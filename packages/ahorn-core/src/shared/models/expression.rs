//! IR expressions
//!
//! One tagged sum for the whole expression family; consumers dispatch
//! by `match`. The `Change` variant carries the old and new rendition
//! of a change-annotated sub-expression for shadow execution; `Phi`
//! only occurs in SSA-form CFGs.

use serde::{Deserialize, Serialize};

/// Reference to a variable on the left-hand side of an assignment or
/// inside an expression. Field accesses use dot-separated paths into
/// nested module instances, e.g. record `fb` and field `a` for
/// `fb.a`.
#[derive(Debug, Clone, PartialEq, Eq, Hash, Serialize, Deserialize)]
pub enum VariableReference {
    Variable(String),
    Field { record: String, name: String },
}

impl VariableReference {
    /// The dotted path of this reference relative to its scope
    pub fn path(&self) -> String {
        match self {
            VariableReference::Variable(name) => name.clone(),
            VariableReference::Field { record, name } => format!("{}.{}", record, name),
        }
    }

    /// Name of the root variable the reference enters through
    pub fn root(&self) -> &str {
        match self {
            VariableReference::Variable(name) => name,
            VariableReference::Field { record, .. } => match record.split_once('.') {
                Some((root, _)) => root,
                None => record,
            },
        }
    }
}

impl std::fmt::Display for VariableReference {
    fn fmt(&self, f: &mut std::fmt::Formatter<'_>) -> std::fmt::Result {
        write!(f, "{}", self.path())
    }
}

#[derive(Debug, Clone, Copy, PartialEq, Eq, Hash, Serialize, Deserialize)]
pub enum UnaryOperator {
    Not,
    Negate,
}

#[derive(Debug, Clone, Copy, PartialEq, Eq, Hash, Serialize, Deserialize)]
pub enum BinaryOperator {
    Add,
    Subtract,
    Multiply,
    Divide,
    Modulo,
    And,
    Or,
    Xor,
    Equal,
    NotEqual,
    LessThan,
    LessThanOrEqual,
    GreaterThan,
    GreaterThanOrEqual,
}

impl BinaryOperator {
    /// Whether the operator produces a boolean result
    pub fn is_relational(&self) -> bool {
        use BinaryOperator::*;
        matches!(
            self,
            Equal | NotEqual | LessThan | LessThanOrEqual | GreaterThan | GreaterThanOrEqual
        )
    }
}

/// IR expression
#[derive(Debug, Clone, PartialEq, Serialize, Deserialize)]
pub enum Expression {
    BooleanConstant(bool),
    IntegerConstant(i32),
    /// Milliseconds
    TimeConstant(i32),
    /// Front-end resolved ordinal of an enumerated value
    EnumeratedValue { value: String, ordinal: i32 },
    /// Value left open by the front-end
    Undefined,
    /// Nondeterministic choice, e.g. from an unsupported intrinsic
    Nondeterministic,
    Access(VariableReference),
    Unary {
        operator: UnaryOperator,
        operand: Box<Expression>,
    },
    Binary {
        operator: BinaryOperator,
        left: Box<Expression>,
        right: Box<Expression>,
    },
    BooleanToInteger(Box<Expression>),
    IntegerToBoolean(Box<Expression>),
    /// Change annotation: old and new rendition of a sub-expression
    Change {
        old: Box<Expression>,
        new: Box<Expression>,
    },
    /// SSA phi over versioned accesses; only valid in SSA-form CFGs
    Phi {
        name: String,
        operands: Vec<Expression>,
    },
}

impl Expression {
    pub fn access(name: impl Into<String>) -> Self {
        Expression::Access(VariableReference::Variable(name.into()))
    }

    pub fn binary(operator: BinaryOperator, left: Expression, right: Expression) -> Self {
        Expression::Binary {
            operator,
            left: Box::new(left),
            right: Box::new(right),
        }
    }

    pub fn unary(operator: UnaryOperator, operand: Expression) -> Self {
        Expression::Unary {
            operator,
            operand: Box::new(operand),
        }
    }

    pub fn change(old: Expression, new: Expression) -> Self {
        Expression::Change {
            old: Box::new(old),
            new: Box::new(new),
        }
    }

    /// Nesting depth; a literal or access has depth 1
    pub fn depth(&self) -> usize {
        match self {
            Expression::Unary { operand, .. }
            | Expression::BooleanToInteger(operand)
            | Expression::IntegerToBoolean(operand) => 1 + operand.depth(),
            Expression::Binary { left, right, .. } => 1 + left.depth().max(right.depth()),
            Expression::Change { old, new } => 1 + old.depth().max(new.depth()),
            Expression::Phi { operands, .. } => {
                1 + operands.iter().map(Expression::depth).max().unwrap_or(0)
            }
            _ => 1,
        }
    }

    /// Whether any change annotation occurs in this expression
    pub fn contains_change(&self) -> bool {
        match self {
            Expression::Change { .. } => true,
            Expression::Unary { operand, .. }
            | Expression::BooleanToInteger(operand)
            | Expression::IntegerToBoolean(operand) => operand.contains_change(),
            Expression::Binary { left, right, .. } => {
                left.contains_change() || right.contains_change()
            }
            Expression::Phi { operands, .. } => operands.iter().any(Expression::contains_change),
            _ => false,
        }
    }

    /// All variable references occurring in this expression, in
    /// left-to-right order
    pub fn references(&self) -> Vec<&VariableReference> {
        let mut references = Vec::new();
        self.collect_references(&mut references);
        references
    }

    fn collect_references<'a>(&'a self, into: &mut Vec<&'a VariableReference>) {
        match self {
            Expression::Access(reference) => into.push(reference),
            Expression::Unary { operand, .. }
            | Expression::BooleanToInteger(operand)
            | Expression::IntegerToBoolean(operand) => operand.collect_references(into),
            Expression::Binary { left, right, .. } => {
                left.collect_references(into);
                right.collect_references(into);
            }
            Expression::Change { old, new } => {
                old.collect_references(into);
                new.collect_references(into);
            }
            Expression::Phi { operands, .. } => {
                for operand in operands {
                    operand.collect_references(into);
                }
            }
            _ => {}
        }
    }
}

impl std::fmt::Display for Expression {
    fn fmt(&self, f: &mut std::fmt::Formatter<'_>) -> std::fmt::Result {
        match self {
            Expression::BooleanConstant(value) => write!(f, "{}", value),
            Expression::IntegerConstant(value) => write!(f, "{}", value),
            Expression::TimeConstant(value) => write!(f, "T#{}ms", value),
            Expression::EnumeratedValue { value, .. } => write!(f, "{}", value),
            Expression::Undefined => write!(f, "undefined"),
            Expression::Nondeterministic => write!(f, "nondet"),
            Expression::Access(reference) => write!(f, "{}", reference),
            Expression::Unary { operator, operand } => match operator {
                UnaryOperator::Not => write!(f, "not ({})", operand),
                UnaryOperator::Negate => write!(f, "-({})", operand),
            },
            Expression::Binary {
                operator,
                left,
                right,
            } => {
                let symbol = match operator {
                    BinaryOperator::Add => "+",
                    BinaryOperator::Subtract => "-",
                    BinaryOperator::Multiply => "*",
                    BinaryOperator::Divide => "/",
                    BinaryOperator::Modulo => "mod",
                    BinaryOperator::And => "and",
                    BinaryOperator::Or => "or",
                    BinaryOperator::Xor => "xor",
                    BinaryOperator::Equal => "=",
                    BinaryOperator::NotEqual => "<>",
                    BinaryOperator::LessThan => "<",
                    BinaryOperator::LessThanOrEqual => "<=",
                    BinaryOperator::GreaterThan => ">",
                    BinaryOperator::GreaterThanOrEqual => ">=",
                };
                write!(f, "({} {} {})", left, symbol, right)
            }
            Expression::BooleanToInteger(operand) => write!(f, "bool_to_int({})", operand),
            Expression::IntegerToBoolean(operand) => write!(f, "int_to_bool({})", operand),
            Expression::Change { old, new } => write!(f, "change({}, {})", old, new),
            Expression::Phi { name, operands } => {
                write!(f, "phi_{}(", name)?;
                for (i, operand) in operands.iter().enumerate() {
                    if i > 0 {
                        write!(f, ", ")?;
                    }
                    write!(f, "{}", operand)?;
                }
                write!(f, ")")
            }
        }
    }
}

#[cfg(test)]
mod tests {
    use super::*;

    #[test]
    fn test_depth() {
        // x + (y * 2) has depth 3
        let expression = Expression::binary(
            BinaryOperator::Add,
            Expression::access("x"),
            Expression::binary(
                BinaryOperator::Multiply,
                Expression::access("y"),
                Expression::IntegerConstant(2),
            ),
        );
        assert_eq!(expression.depth(), 3);
    }

    #[test]
    fn test_contains_change() {
        let expression = Expression::unary(
            UnaryOperator::Not,
            Expression::change(
                Expression::access("a"),
                Expression::BooleanConstant(false),
            ),
        );
        assert!(expression.contains_change());
        assert!(!Expression::access("a").contains_change());
    }

    #[test]
    fn test_field_access_root() {
        let reference = VariableReference::Field {
            record: "fb".to_string(),
            name: "a".to_string(),
        };
        assert_eq!(reference.path(), "fb.a");
        assert_eq!(reference.root(), "fb");
    }
}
------------
**ASSIGNED TASK**
For this exercise, find all lines in the records containing the word "only" and copy them.

**TASK RESULT**
//! only occurs in SSA-form CFGs.
    /// SSA phi over versioned accesses; only valid in SSA-form CFGs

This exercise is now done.